In any case, congratulations!
posted by chalkbored at 8:46 AM on September 25, 2009

My reading of it suggests that if you paid money to enter, then it is covered like any other lottery or gambling winning. However, I believe that you only get the tax free status if the lottery pays out as a lump sum (not an annuity), and I'm not sure how points would work in this instance.
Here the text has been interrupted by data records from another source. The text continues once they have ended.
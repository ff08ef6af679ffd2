//! tracing subscriber setup.
//!
//! The interactive UI owns the terminal, so its logs go to a file. Headless
//! runs log to stderr, leaving stdout for the table or JSON.

use crate::error::TerminalError;
use std::fs::OpenOptions;
use std::path::PathBuf;
use std::sync::Mutex;
use tracing_subscriber::EnvFilter;

/// Default filter when neither `RUST_LOG` nor a level is given.
pub const DEFAULT_LOG_LEVEL: &str = "warn";

/// Where log lines are written.
#[derive(Debug, Clone, PartialEq, Eq)]
pub enum LogTarget {
    /// Standard error.
    Stderr,
    /// Appended to a file.
    File(PathBuf),
    /// Discarded.
    Off,
}

/// Build the filter: `RUST_LOG` first, then `level`, then
/// [`DEFAULT_LOG_LEVEL`].
pub fn env_filter(level: Option<&str>) -> EnvFilter {
    EnvFilter::try_from_default_env()
        .or_else(|_| EnvFilter::try_new(level.unwrap_or(DEFAULT_LOG_LEVEL)))
        .unwrap_or_else(|err| {
            eprintln!("invalid log level {level:?}: {err}, using {DEFAULT_LOG_LEVEL}");
            EnvFilter::new(DEFAULT_LOG_LEVEL)
        })
}

/// Install the global subscriber.
pub fn init_logging(target: &LogTarget, level: Option<&str>) -> Result<(), TerminalError> {
    let filter = env_filter(level);
    let builder = tracing_subscriber::fmt()
        .with_env_filter(filter)
        .with_target(true)
        .with_thread_names(true);

    let result = match target {
        LogTarget::Off => return Ok(()),
        LogTarget::Stderr => builder.with_writer(std::io::stderr).try_init(),
        LogTarget::File(path) => {
            let file = OpenOptions::new()
                .create(true)
                .append(true)
                .open(path)
                .map_err(|e| TerminalError::Logging(format!("{}: {e}", path.display())))?;
            builder
                .with_ansi(false)
                .with_writer(Mutex::new(file))
                .try_init()
        }
    };
    result.map_err(|e| TerminalError::Logging(e.to_string()))
}

/// Default log file for interactive runs.
pub fn default_log_file() -> PathBuf {
    std::env::temp_dir().join("tasktop.log")
}

#[cfg(test)]
mod tests {
    use super::*;

    #[test]
    fn test_env_filter_accepts_level() {
        let filter = env_filter(Some("debug"));
        assert!(!filter.to_string().is_empty());
    }

    #[test]
    fn test_env_filter_bad_level_falls_back() {
        // Only meaningful when RUST_LOG is unset; either way it must not panic.
        let _ = env_filter(Some("[[not a filter"));
    }

    #[test]
    fn test_init_logging_off() {
        assert!(init_logging(&LogTarget::Off, None).is_ok());
    }

    #[test]
    fn test_default_log_file_name() {
        assert!(default_log_file().ends_with("tasktop.log"));
    }
}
The CRA should be able to help you answer this, no?
posted by jeather at 9:41 AM on September 25, 2009

Best answer: Try asking at one of the message boards for contests. You'll have to register but it's free. I've seen a couple posts on the Instant Win board about people who have won trips. Some have turned them down for tax reasons. Others figure it's worth it. Most people are in the U.S. but they're very nice and might be able to offer you ideas on where to get good advice.
posted by stray thoughts at 6:05 PM on September 25, 2009

Response by poster: Follow up:

I took stray thoughts' advice and posted to a few sweepstakes forums:

* Online Sweepstakes Forum - Some very helpful info provided here.
* Sweepstakes
posted by stungeye at 10:54 AM on September 27, 2009

Thanks for the update. Glad you found someone who could give you more info.